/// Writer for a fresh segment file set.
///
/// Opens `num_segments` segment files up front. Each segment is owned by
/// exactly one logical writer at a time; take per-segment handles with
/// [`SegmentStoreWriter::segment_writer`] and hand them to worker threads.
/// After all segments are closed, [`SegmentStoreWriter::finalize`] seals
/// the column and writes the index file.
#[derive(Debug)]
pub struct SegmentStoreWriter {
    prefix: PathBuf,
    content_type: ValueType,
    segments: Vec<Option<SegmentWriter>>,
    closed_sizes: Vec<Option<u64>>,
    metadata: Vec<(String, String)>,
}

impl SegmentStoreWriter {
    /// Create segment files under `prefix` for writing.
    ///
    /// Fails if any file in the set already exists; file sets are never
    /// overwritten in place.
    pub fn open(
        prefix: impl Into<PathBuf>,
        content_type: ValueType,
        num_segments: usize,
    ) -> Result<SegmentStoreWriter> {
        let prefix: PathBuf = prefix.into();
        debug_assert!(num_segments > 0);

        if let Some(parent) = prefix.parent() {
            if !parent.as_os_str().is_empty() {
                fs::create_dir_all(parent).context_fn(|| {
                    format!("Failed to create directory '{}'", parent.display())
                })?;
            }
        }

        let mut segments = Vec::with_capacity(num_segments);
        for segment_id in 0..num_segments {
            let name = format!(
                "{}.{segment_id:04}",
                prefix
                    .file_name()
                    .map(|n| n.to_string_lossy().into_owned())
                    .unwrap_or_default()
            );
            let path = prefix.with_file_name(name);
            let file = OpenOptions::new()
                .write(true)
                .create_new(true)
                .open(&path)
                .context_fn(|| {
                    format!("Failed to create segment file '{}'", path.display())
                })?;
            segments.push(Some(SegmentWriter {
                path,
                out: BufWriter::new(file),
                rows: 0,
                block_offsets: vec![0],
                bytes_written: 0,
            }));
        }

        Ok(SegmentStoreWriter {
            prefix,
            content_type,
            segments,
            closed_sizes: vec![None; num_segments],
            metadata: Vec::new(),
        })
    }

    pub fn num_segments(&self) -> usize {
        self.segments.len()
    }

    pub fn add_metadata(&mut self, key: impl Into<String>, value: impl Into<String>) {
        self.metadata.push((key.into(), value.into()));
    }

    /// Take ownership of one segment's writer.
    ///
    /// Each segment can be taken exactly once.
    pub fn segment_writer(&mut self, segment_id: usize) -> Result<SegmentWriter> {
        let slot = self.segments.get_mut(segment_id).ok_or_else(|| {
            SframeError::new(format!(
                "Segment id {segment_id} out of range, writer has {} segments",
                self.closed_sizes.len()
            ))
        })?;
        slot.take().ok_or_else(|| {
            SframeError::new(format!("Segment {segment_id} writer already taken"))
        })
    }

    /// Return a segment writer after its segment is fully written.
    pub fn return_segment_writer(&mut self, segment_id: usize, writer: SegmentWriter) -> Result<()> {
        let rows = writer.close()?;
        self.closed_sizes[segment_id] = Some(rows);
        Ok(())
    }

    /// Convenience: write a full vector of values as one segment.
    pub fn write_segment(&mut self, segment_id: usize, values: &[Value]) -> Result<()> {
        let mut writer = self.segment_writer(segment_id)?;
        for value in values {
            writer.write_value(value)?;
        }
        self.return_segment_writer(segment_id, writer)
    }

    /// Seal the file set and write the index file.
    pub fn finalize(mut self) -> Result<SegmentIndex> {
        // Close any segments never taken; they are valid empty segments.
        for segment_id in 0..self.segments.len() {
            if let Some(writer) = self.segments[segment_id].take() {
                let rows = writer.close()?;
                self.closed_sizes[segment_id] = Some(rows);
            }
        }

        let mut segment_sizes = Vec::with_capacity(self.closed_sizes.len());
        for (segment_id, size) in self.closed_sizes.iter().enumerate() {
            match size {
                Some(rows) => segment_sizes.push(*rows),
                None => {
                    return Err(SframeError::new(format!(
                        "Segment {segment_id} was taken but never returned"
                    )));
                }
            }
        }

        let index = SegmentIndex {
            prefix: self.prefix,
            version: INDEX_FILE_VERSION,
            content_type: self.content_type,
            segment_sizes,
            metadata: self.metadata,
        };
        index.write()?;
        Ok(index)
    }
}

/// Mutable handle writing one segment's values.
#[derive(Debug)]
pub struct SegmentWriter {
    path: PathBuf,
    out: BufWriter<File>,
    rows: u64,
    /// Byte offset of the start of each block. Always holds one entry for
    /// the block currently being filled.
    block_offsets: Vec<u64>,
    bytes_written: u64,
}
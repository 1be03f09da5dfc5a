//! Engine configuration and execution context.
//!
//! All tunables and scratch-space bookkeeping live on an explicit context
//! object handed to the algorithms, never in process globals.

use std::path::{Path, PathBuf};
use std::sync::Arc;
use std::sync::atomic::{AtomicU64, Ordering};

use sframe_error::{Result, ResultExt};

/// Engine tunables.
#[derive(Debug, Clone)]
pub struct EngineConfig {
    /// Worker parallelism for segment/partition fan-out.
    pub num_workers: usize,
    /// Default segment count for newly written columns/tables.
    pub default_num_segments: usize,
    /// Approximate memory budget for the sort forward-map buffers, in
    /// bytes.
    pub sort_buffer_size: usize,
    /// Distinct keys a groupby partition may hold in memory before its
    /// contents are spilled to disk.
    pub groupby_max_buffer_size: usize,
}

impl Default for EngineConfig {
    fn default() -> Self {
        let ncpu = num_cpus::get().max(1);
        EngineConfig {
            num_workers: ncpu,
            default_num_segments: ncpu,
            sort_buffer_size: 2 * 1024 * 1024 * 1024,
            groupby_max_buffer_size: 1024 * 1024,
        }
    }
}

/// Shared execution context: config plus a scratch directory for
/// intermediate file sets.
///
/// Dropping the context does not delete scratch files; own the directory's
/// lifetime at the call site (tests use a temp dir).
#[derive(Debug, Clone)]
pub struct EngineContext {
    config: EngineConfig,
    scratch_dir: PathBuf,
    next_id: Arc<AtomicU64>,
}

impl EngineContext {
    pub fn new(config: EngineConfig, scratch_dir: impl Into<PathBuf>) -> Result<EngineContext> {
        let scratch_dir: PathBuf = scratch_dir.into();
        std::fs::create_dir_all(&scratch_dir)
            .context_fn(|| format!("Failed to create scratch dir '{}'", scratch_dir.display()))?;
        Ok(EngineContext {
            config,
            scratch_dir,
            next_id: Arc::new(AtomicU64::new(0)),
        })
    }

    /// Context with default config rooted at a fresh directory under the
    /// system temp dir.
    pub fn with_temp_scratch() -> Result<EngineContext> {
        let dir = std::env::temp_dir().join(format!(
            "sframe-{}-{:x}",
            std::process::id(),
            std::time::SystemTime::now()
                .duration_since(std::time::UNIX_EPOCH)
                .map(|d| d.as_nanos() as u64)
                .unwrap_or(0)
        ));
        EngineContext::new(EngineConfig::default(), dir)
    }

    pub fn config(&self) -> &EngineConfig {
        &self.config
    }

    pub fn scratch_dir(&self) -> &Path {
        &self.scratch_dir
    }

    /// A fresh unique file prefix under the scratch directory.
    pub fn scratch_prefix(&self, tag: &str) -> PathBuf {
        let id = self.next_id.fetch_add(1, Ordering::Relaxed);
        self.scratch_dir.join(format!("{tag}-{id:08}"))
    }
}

----------------

== Problem requirements ==
Transcribe the entries exactly, and make each line match the original.

== Result of the exercise ==
/// Writer for a fresh segment file set.
///
/// Opens `num_segments` segment files up front. Each segment is owned by
/// exactly one logical writer at a time; take per-segment handles with
/// [`SegmentStoreWriter::segment_writer`] and hand them to worker threads.
/// After all segments are closed, [`SegmentStoreWriter::finalize`] seals
/// the column and writes the index file.
#[derive(Debug)]
pub struct SegmentStoreWriter {
    prefix: PathBuf,
    content_type: ValueType,
    segments: Vec<Option<SegmentWriter>>,
    closed_sizes: Vec<Option<u64>>,
    metadata: Vec<(String, String)>,
}

impl SegmentStoreWriter {
    /// Create segment files under `prefix` for writing.
    ///
    /// Fails if any file in the set already exists; file sets are never
    /// overwritten in place.
    pub fn open(
        prefix: impl Into<PathBuf>,
        content_type: ValueType,
        num_segments: usize,
    ) -> Result<SegmentStoreWriter> {
        let prefix: PathBuf = prefix.into();
        debug_assert!(num_segments > 0);

        if let Some(parent) = prefix.parent() {
            if !parent.as_os_str().is_empty() {
                fs::create_dir_all(parent).context_fn(|| {
                    format!("Failed to create directory '{}'", parent.display())
                })?;
            }
        }

        let mut segments = Vec::with_capacity(num_segments);
        for segment_id in 0..num_segments {
            let name = format!(
                "{}.{segment_id:04}",
                prefix
                    .file_name()
                    .map(|n| n.to_string_lossy().into_owned())
                    .unwrap_or_default()
            );
            let path = prefix.with_file_name(name);
            let file = OpenOptions::new()
                .write(true)
                .create_new(true)
                .open(&path)
                .context_fn(|| {
                    format!("Failed to create segment file '{}'", path.display())
                })?;
            segments.push(Some(SegmentWriter {
                path,
                out: BufWriter::new(file),
                rows: 0,
                block_offsets: vec![0],
                bytes_written: 0,
            }));
        }

        Ok(SegmentStoreWriter {
            prefix,
            content_type,
            segments,
            closed_sizes: vec![None; num_segments],
            metadata: Vec::new(),
        })
    }

    pub fn num_segments(&self) -> usize {
        self.segments.len()
    }

    pub fn add_metadata(&mut self, key: impl Into<String>, value: impl Into<String>) {
        self.metadata.push((key.into(), value.into()));
    }

    /// Take ownership of one segment's writer.
    ///
    /// Each segment can be taken exactly once.
    pub fn segment_writer(&mut self, segment_id: usize) -> Result<SegmentWriter> {
        let slot = self.segments.get_mut(segment_id).ok_or_else(|| {
            SframeError::new(format!(
                "Segment id {segment_id} out of range, writer has {} segments",
                self.closed_sizes.len()
            ))
        })?;
        slot.take().ok_or_else(|| {
            SframeError::new(format!("Segment {segment_id} writer already taken"))
        })
    }

    /// Return a segment writer after its segment is fully written.
    pub fn return_segment_writer(&mut self, segment_id: usize, writer: SegmentWriter) -> Result<()> {
        let rows = writer.close()?;
        self.closed_sizes[segment_id] = Some(rows);
        Ok(())
    }

    /// Convenience: write a full vector of values as one segment.
    pub fn write_segment(&mut self, segment_id: usize, values: &[Value]) -> Result<()> {
        let mut writer = self.segment_writer(segment_id)?;
        for value in values {
            writer.write_value(value)?;
        }
        self.return_segment_writer(segment_id, writer)
    }

    /// Seal the file set and write the index file.
    pub fn finalize(mut self) -> Result<SegmentIndex> {
        // Close any segments never taken; they are valid empty segments.
        for segment_id in 0..self.segments.len() {
            if let Some(writer) = self.segments[segment_id].take() {
                let rows = writer.close()?;
                self.closed_sizes[segment_id] = Some(rows);
            }
        }

        let mut segment_sizes = Vec::with_capacity(self.closed_sizes.len());
        for (segment_id, size) in self.closed_sizes.iter().enumerate() {
            match size {
                Some(rows) => segment_sizes.push(*rows),
                None => {
                    return Err(SframeError::new(format!(
                        "Segment {segment_id} was taken but never returned"
                    )));
                }
            }
        }

        let index = SegmentIndex {
            prefix: self.prefix,
            version: INDEX_FILE_VERSION,
            content_type: self.content_type,
            segment_sizes,
            metadata: self.metadata,
        };
        index.write()?;
        Ok(index)
    }
}

/// Mutable handle writing one segment's values.
#[derive(Debug)]
pub struct SegmentWriter {
    path: PathBuf,
    out: BufWriter<File>,
    rows: u64,
    /// Byte offset of the start of each block. Always holds one entry for
    /// the block currently being filled.
    block_offsets: Vec<u64>,
    bytes_written: u64,
}
repository 1be03f09da5dfc5a
//! Engine configuration and execution context.
//!
//! All tunables and scratch-space bookkeeping live on an explicit context
//! object handed to the algorithms, never in process globals.

use std::path::{Path, PathBuf};
use std::sync::Arc;
use std::sync::atomic::{AtomicU64, Ordering};

use sframe_error::{Result, ResultExt};

/// Engine tunables.
#[derive(Debug, Clone)]
pub struct EngineConfig {
    /// Worker parallelism for segment/partition fan-out.
    pub num_workers: usize,
    /// Default segment count for newly written columns/tables.
    pub default_num_segments: usize,
    /// Approximate memory budget for the sort forward-map buffers, in
    /// bytes.
    pub sort_buffer_size: usize,
    /// Distinct keys a groupby partition may hold in memory before its
    /// contents are spilled to disk.
    pub groupby_max_buffer_size: usize,
}

impl Default for EngineConfig {
    fn default() -> Self {
        let ncpu = num_cpus::get().max(1);
        EngineConfig {
            num_workers: ncpu,
            default_num_segments: ncpu,
            sort_buffer_size: 2 * 1024 * 1024 * 1024,
            groupby_max_buffer_size: 1024 * 1024,
        }
    }
}

/// Shared execution context: config plus a scratch directory for
/// intermediate file sets.
///
/// Dropping the context does not delete scratch files; own the directory's
/// lifetime at the call site (tests use a temp dir).
#[derive(Debug, Clone)]
pub struct EngineContext {
    config: EngineConfig,
    scratch_dir: PathBuf,
    next_id: Arc<AtomicU64>,
}

impl EngineContext {
    pub fn new(config: EngineConfig, scratch_dir: impl Into<PathBuf>) -> Result<EngineContext> {
        let scratch_dir: PathBuf = scratch_dir.into();
        std::fs::create_dir_all(&scratch_dir)
            .context_fn(|| format!("Failed to create scratch dir '{}'", scratch_dir.display()))?;
        Ok(EngineContext {
            config,
            scratch_dir,
            next_id: Arc::new(AtomicU64::new(0)),
        })
    }

    /// Context with default config rooted at a fresh directory under the
    /// system temp dir.
    pub fn with_temp_scratch() -> Result<EngineContext> {
        let dir = std::env::temp_dir().join(format!(
            "sframe-{}-{:x}",
            std::process::id(),
            std::time::SystemTime::now()
                .duration_since(std::time::UNIX_EPOCH)
                .map(|d| d.as_nanos() as u64)
                .unwrap_or(0)
        ));
        EngineContext::new(EngineConfig::default(), dir)
    }

    pub fn config(&self) -> &EngineConfig {
        &self.config
    }

    pub fn scratch_dir(&self) -> &Path {
        &self.scratch_dir
    }

    /// A fresh unique file prefix under the scratch directory.
    pub fn scratch_prefix(&self, tag: &str) -> PathBuf {
        let id = self.next_id.fetch_add(1, Ordering::Relaxed);
        self.scratch_dir.join(format!("{tag}-{id:08}"))
    }
}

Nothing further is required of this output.